The need to feed the homeless bubbled to the surface in the early 1980s, due to efforts by Ted Hoskins, then Pastor of the Saugatuck Congregational Church, to respond to the growing number of people sleeping in the church. After a spirited campaign – what else would we expect in Westport – Hoskins’ group, Operation Bootstrap, began feeding people in need in 1983.

In December, 1984 a homeless shelter for 16 men was opened in the former Vigilant Fire House on Wilton Road. Five years later the shelter was relocated to the Gillespie Center – making “Westport perhaps the only town in American where the homeless shelter is two doors from Tiffany’s.”

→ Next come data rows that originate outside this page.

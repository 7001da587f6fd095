//! Whitespace cleanup applied to converted lines.

use once_cell::sync::Lazy;
use regex::Regex;

static MULTI_SPACE: Lazy<Regex> =
    Lazy::new(|| Regex::new(r"\s{2,}").expect("valid whitespace pattern"));

/// Collapse every run of two or more whitespace characters into a single
/// space and trim both ends.
///
/// Idempotent: a second pass finds no run of length two and nothing to trim.
pub fn collapse_whitespace(text: &str) -> String {
    MULTI_SPACE.replace_all(text, " ").trim().to_string()
}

In 2013 Homes With Hope received and donated over 3,200 bags of groceries through the Food Pantry – “homelessness prevention” Wieser called it, half to Westporters. They served over 30,000 meals at the Community Kitchen in the Gillespie Center, and sheltered 108 people in Gillespie’s 15 men’s and four women’s beds.

But Powell’s vision went far beyond a needed meal and temporary shelter. His jewel in the crown is the 30 units of permanent supportive housing the organization runs – with another 20 planned for the next two years. PSH shelters the homeless in home settings. More importantly, it provides each client with professional casework support and “resources needed for them to be successful in their journey out of homelessness.”

In 1998 Powell led Homes into supportive housing with the acquisition of four buildings with nine units of what are today permanent supportive housing on Saugatuck Avenue near exit 17. At last December’s 30th anniversary celebration the area was appropriately renamed Powell Place. Homes With Hope also own six units on West End Avenue and ten in Hale’s Court. And the Westport Housing Authority is razing the trailer park at Sasco Creek to add about 50 apartment units, six of which will be Homes With Hope permanent supportive housing.

Since 1992 the organization has provided housing for 183 families headed by single mothers and their 278 children in the Bacharach Community, three homes on Wassel Lane. Despite some initial concern, Wieser commented that “today we’re a part of the neighborhood.” They have also converted the Linxweiler House on the Post Road to house two single mothers and their families.

Both locations provide homes for these families as the mothers seek employment, take counseling to assure they do not return to homelessness, and help them progress to more permanent housing.

Wieser noted that they can do as much as they do because they have a substantial number of volunteers to aid them. He recognized a few Y’s Men – the men who make weekly food deliveries from Stew Leonard’s and rake leaves at Bacharach Community; individuals including Bob Stokes, who provides pre-employment training as part of the Permanent Supportive Housing program; Austen Doolittle, one of the first board chairs; Larry Untermeyer, who has photographed their Castles in the Sand projects since the beginning; Mario Sa’Cuto for organizing a recent Westport Sunrise Rotary food drive; and the Hoot Owls, the Y’s Men’s singing group, who entertain at their holiday party.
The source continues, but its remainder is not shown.